What you will do :: Examine the records below. Report how many of their lines contain the word "Bash", with no other content.

Excerpted records ::
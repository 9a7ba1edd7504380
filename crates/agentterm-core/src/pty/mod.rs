//! Pseudo-terminal contract.
//!
//! The terminal does not allocate PTYs or spawn processes itself. It asks a
//! [`PtyHost`] for a [`PtyHandle`] and drives the process through it. The
//! desktop shell supplies the real host; tests use an in-memory one.

use std::collections::HashMap;
use std::fmt;
use std::path::PathBuf;
use std::sync::Arc;

use anyhow::Result;
use async_trait::async_trait;
use serde::{Deserialize, Serialize};
use tokio::sync::{broadcast, watch};

/// Lifecycle of a pseudo-terminal process.
///
/// Transitions are monotonic: `Idle -> Running -> Exited`, never out of
/// `Exited`.
#[derive(Debug, Clone, Copy, PartialEq, Eq, Hash, Serialize, Deserialize)]
#[serde(rename_all = "lowercase")]
pub enum SessionState {
    Idle,
    Running,
    Exited,
}

impl SessionState {
    pub fn is_exited(&self) -> bool {
        matches!(self, SessionState::Exited)
    }
}

impl fmt::Display for SessionState {
    fn fmt(&self, f: &mut fmt::Formatter<'_>) -> fmt::Result {
        f.write_str(match self {
            SessionState::Idle => "idle",
            SessionState::Running => "running",
            SessionState::Exited => "exited",
        })
    }
}

/// Parameters for creating one PTY process.
#[derive(Debug, Clone, PartialEq, Eq)]
pub struct PtySpawnRequest {
    pub command: String,
    pub args: Vec<String>,
    pub cwd: PathBuf,
    /// Overrides merged on top of the inherited environment by the host.
    pub env: HashMap<String, String>,
}

/// Creates PTY processes.
#[async_trait]
pub trait PtyHost: Send + Sync {
    async fn create(&self, request: PtySpawnRequest) -> Result<Arc<dyn PtyHandle>>;
}

/// One live (or exited) PTY process.
///
/// Contract:
/// - `subscribe_output` receivers see every fragment emitted after the
///   subscription, in order. The channel closes once the process has
///   exited and its remaining output was sent.
/// - `wait_exit` resolves once with the exit code (`None` when killed by a
///   signal or unknown), for any number of callers, including callers that
///   arrive after the exit.
/// - `write` and `kill` on an exited process return an error; they never
///   panic.
#[async_trait]
pub trait PtyHandle: Send + Sync {
    /// Stable identifier assigned by the host.
    fn id(&self) -> &str;

    fn subscribe_output(&self) -> broadcast::Receiver<Vec<u8>>;

    fn subscribe_state(&self) -> watch::Receiver<SessionState>;

    async fn wait_exit(&self) -> Option<i32>;

    async fn write(&self, data: &[u8]) -> Result<()>;

    async fn kill(&self) -> Result<()>;
}

// Compile-time assertion: both traits must be usable as trait objects.
const _: () = {
    fn _assert_object_safe(_: &dyn PtyHost, _: &dyn PtyHandle) {}
};

#[cfg(test)]
mod tests {
    use super::*;

    #[test]
    fn session_state_display_and_serde_agree() {
        for state in [SessionState::Idle, SessionState::Running, SessionState::Exited] {
            let json = serde_json::to_value(state).unwrap();
            assert_eq!(json, serde_json::Value::String(state.to_string()));
        }
        assert!(SessionState::Exited.is_exited());
        assert!(!SessionState::Running.is_exited());
    }
}
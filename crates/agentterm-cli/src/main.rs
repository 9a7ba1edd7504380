mod command_cmd;
mod config;
mod parse_cmd;

use std::path::{Path, PathBuf};

use anyhow::Context;
use clap::{Parser, Subcommand};

use agentterm_core::adapter::{AdapterRegistry, AgentKind, SpawnOptions};
use agentterm_core::config::TerminalConfig;

use config::ResolvedConfig;

#[derive(Parser)]
#[command(name = "agentterm", about = "Supervise interactive AI coding agents in pseudo-terminals")]
struct Cli {
    /// Config file (overrides AGENTTERM_CONFIG env var)
    #[arg(long, global = true)]
    config: Option<PathBuf>,

    #[command(subcommand)]
    command: Commands,
}

#[derive(Subcommand)]
pub enum Commands {
    /// Write a default config file
    Init {
        /// Overwrite existing config file
        #[arg(long)]
        force: bool,
    },
    /// List registered agents
    Agents,
    /// Show the command, arguments and environment an agent would be spawned with
    Command {
        /// Agent to spawn (claude or codex)
        agent: AgentKind,
        /// Working directory (defaults to the current directory)
        #[arg(long)]
        cwd: Option<PathBuf>,
        /// Initial prompt
        #[arg(long)]
        prompt: Option<String>,
        /// Tool the agent may use without asking (repeatable)
        #[arg(long = "allowed-tool")]
        allowed_tools: Vec<String>,
        /// Print the plan as JSON
        #[arg(long)]
        json: bool,
        /// Extra arguments passed to the agent after `--`
        #[arg(last = true)]
        args: Vec<String>,
    },
    /// Replay a captured transcript through an agent's parser, printing events as JSON lines
    Parse {
        /// Agent whose parser to use (claude or codex)
        agent: AgentKind,
        /// Transcript file (defaults to stdin)
        file: Option<PathBuf>,
    },
}

/// Execute the `agentterm init` command: write the default config file.
fn cmd_init(path: Option<PathBuf>, force: bool) -> anyhow::Result<()> {
    let path = path.unwrap_or_else(config::config_path);

    if path.exists() && !force {
        anyhow::bail!(
            "config file already exists at {}\nUse --force to overwrite.",
            path.display()
        );
    }

    let cfg = TerminalConfig::default();
    config::save_config(&path, &cfg)?;

    println!("Config written to {}", path.display());
    println!("  delivery.ready_timeout_ms = {}", cfg.delivery.ready_timeout_ms);
    println!("  delivery.chunk_size = {}", cfg.delivery.chunk_size);
    println!("  delivery.chunk_delay_ms = {}", cfg.delivery.chunk_delay_ms);

    Ok(())
}

/// Resolve the configuration and build the adapter registry from it.
fn load_adapters(path: Option<&Path>) -> anyhow::Result<(ResolvedConfig, AdapterRegistry)> {
    let resolved = ResolvedConfig::resolve(path)?;
    let adapters = AdapterRegistry::with_defaults(&resolved.config);
    Ok((resolved, adapters))
}

/// Execute the `agentterm agents` command.
fn cmd_agents(adapters: &AdapterRegistry) {
    println!("{:<8} {:<24} PROMPT", "AGENT", "COMMAND");
    for agent in adapters.list() {
        let Some(adapter) = adapters.get(agent) else {
            continue;
        };
        let delivery = if adapter.interactive_prompt() {
            "interactive"
        } else {
            "argument"
        };
        println!("{:<8} {:<24} {delivery}", agent.as_str(), adapter.build_command());
    }
}

#[tokio::main]
async fn main() -> anyhow::Result<()> {
    tracing_subscriber::fmt()
        .with_writer(std::io::stderr)
        .with_env_filter(
            tracing_subscriber::EnvFilter::try_from_default_env()
                .unwrap_or_else(|_| tracing_subscriber::EnvFilter::new("info")),
        )
        .init();

    let cli = Cli::parse();

    match cli.command {
        Commands::Init { force } => {
            let path = cli
                .config
                .or_else(|| std::env::var_os(config::CONFIG_ENV).map(PathBuf::from));
            cmd_init(path, force)?;
        }
        Commands::Agents => {
            let (_, adapters) = load_adapters(cli.config.as_deref())?;
            cmd_agents(&adapters);
        }
        Commands::Command {
            agent,
            cwd,
            prompt,
            allowed_tools,
            json,
            args,
        } => {
            let (resolved, adapters) = load_adapters(cli.config.as_deref())?;
            let cwd = match cwd {
                Some(cwd) => cwd,
                None => std::env::current_dir().context("failed to read current directory")?,
            };
            let mut options = SpawnOptions::new(agent, cwd)
                .with_args(args)
                .with_allowed_tools(allowed_tools);
            options.prompt = prompt;
            command_cmd::run_command(
                &adapters,
                &resolved.config.delivery.to_delivery_config(),
                options,
                json,
            )?;
        }
        Commands::Parse { agent, file } => {
            let (_, adapters) = load_adapters(cli.config.as_deref())?;
            let adapter = adapters
                .get(agent)
                .with_context(|| format!("no adapter registered for {agent}"))?;
            parse_cmd::run_parse(adapter.as_ref(), file.as_deref()).await?;
        }
    }

    Ok(())
}
//! ANSI escape sequence stripping.
//!
//! Agent TUIs paint their screens with colors, cursor movement and title
//! updates. Adapters match markers against clean text, so every raw
//! fragment goes through [`strip_ansi`] first.

/// Strip ANSI escape sequences from already-decoded text.
///
/// Handles:
/// - CSI sequences: `ESC [ ... <final byte>`
/// - OSC sequences: `ESC ] ... ST` (where ST is `ESC \` or BEL)
/// - Simple two-character escapes: `ESC <char>`
/// - C1 CSI (`U+009B`) sequences
///
/// A `\r\n` pair becomes `\n`. A lone `\r` also becomes `\n`: the TUI
/// uses it to repaint a line, and the repainted text is a new line to the
/// scanners.
pub fn strip_ansi(input: &str) -> String {
    let mut out = String::with_capacity(input.len());
    let mut chars = input.chars().peekable();

    while let Some(c) = chars.next() {
        match c {
            '\u{1b}' => match chars.next() {
                Some('[') => skip_csi(&mut chars),
                Some(']') => {
                    while let Some(c) = chars.next() {
                        if c == '\u{07}' {
                            break;
                        }
                        if c == '\u{1b}' && chars.peek() == Some(&'\\') {
                            chars.next();
                            break;
                        }
                    }
                }
                // ESC M, ESC 7, ESC 8, ... or a truncated escape.
                Some(_) | None => {}
            },
            '\u{9b}' => skip_csi(&mut chars),
            '\r' => {
                if chars.peek() != Some(&'\n') {
                    out.push('\n');
                }
            }
            c => out.push(c),
        }
    }

    out
}

/// Skip CSI parameter/intermediate characters and the final character.
fn skip_csi(chars: &mut std::iter::Peekable<std::str::Chars<'_>>) {
    while matches!(chars.peek(), Some(c) if ('\u{20}'..='\u{3f}').contains(c)) {
        chars.next();
    }
    if matches!(chars.peek(), Some(c) if ('\u{40}'..='\u{7e}').contains(c)) {
        chars.next();
    }
}

#[cfg(test)]
mod tests {
    use super::*;

    #[test]
    fn plain_text_unchanged() {
        assert_eq!(strip_ansi("hello world"), "hello world");
    }

    #[test]
    fn strips_color_codes() {
        assert_eq!(strip_ansi("\x1b[1;31merror\x1b[0m"), "error");
    }

    #[test]
    fn strips_cursor_movement() {
        assert_eq!(strip_ansi("\x1b[2A\x1b[2Khello"), "hello");
    }

    #[test]
    fn strips_private_modes() {
        assert_eq!(strip_ansi("\x1b[?25l\x1b[?2004hready"), "ready");
    }

    #[test]
    fn strips_osc_with_bel() {
        assert_eq!(strip_ansi("\x1b]0;claude\x07rest"), "rest");
    }

    #[test]
    fn strips_osc_with_st() {
        assert_eq!(strip_ansi("\x1b]0;title\x1b\\rest"), "rest");
    }

    #[test]
    fn strips_carriage_return() {
        assert_eq!(strip_ansi("line\r\n"), "line\n");
    }

    #[test]
    fn lone_carriage_return_breaks_the_line() {
        assert_eq!(
            strip_ansi("✻ Working… (3s)\r▌ Ask Codex"),
            "✻ Working… (3s)\n▌ Ask Codex"
        );
        assert_eq!(strip_ansi("a\r\r\nb"), "a\n\nb");
    }

    #[test]
    fn handles_c1_csi() {
        assert_eq!(strip_ansi("\u{9b}31mred\u{9b}0m"), "red");
    }

    #[test]
    fn handles_truncated_escape() {
        assert_eq!(strip_ansi("text\x1b"), "text");
    }

    #[test]
    fn keeps_multibyte_glyphs() {
        let stripped = strip_ansi("\x1b[38;5;174m⏺\x1b[39m Bash(ls -la)\n  ⎿  Cargo.toml");
        assert_eq!(stripped, "⏺ Bash(ls -la)\n  ⎿  Cargo.toml");
    }
}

Response to the exercise :: 2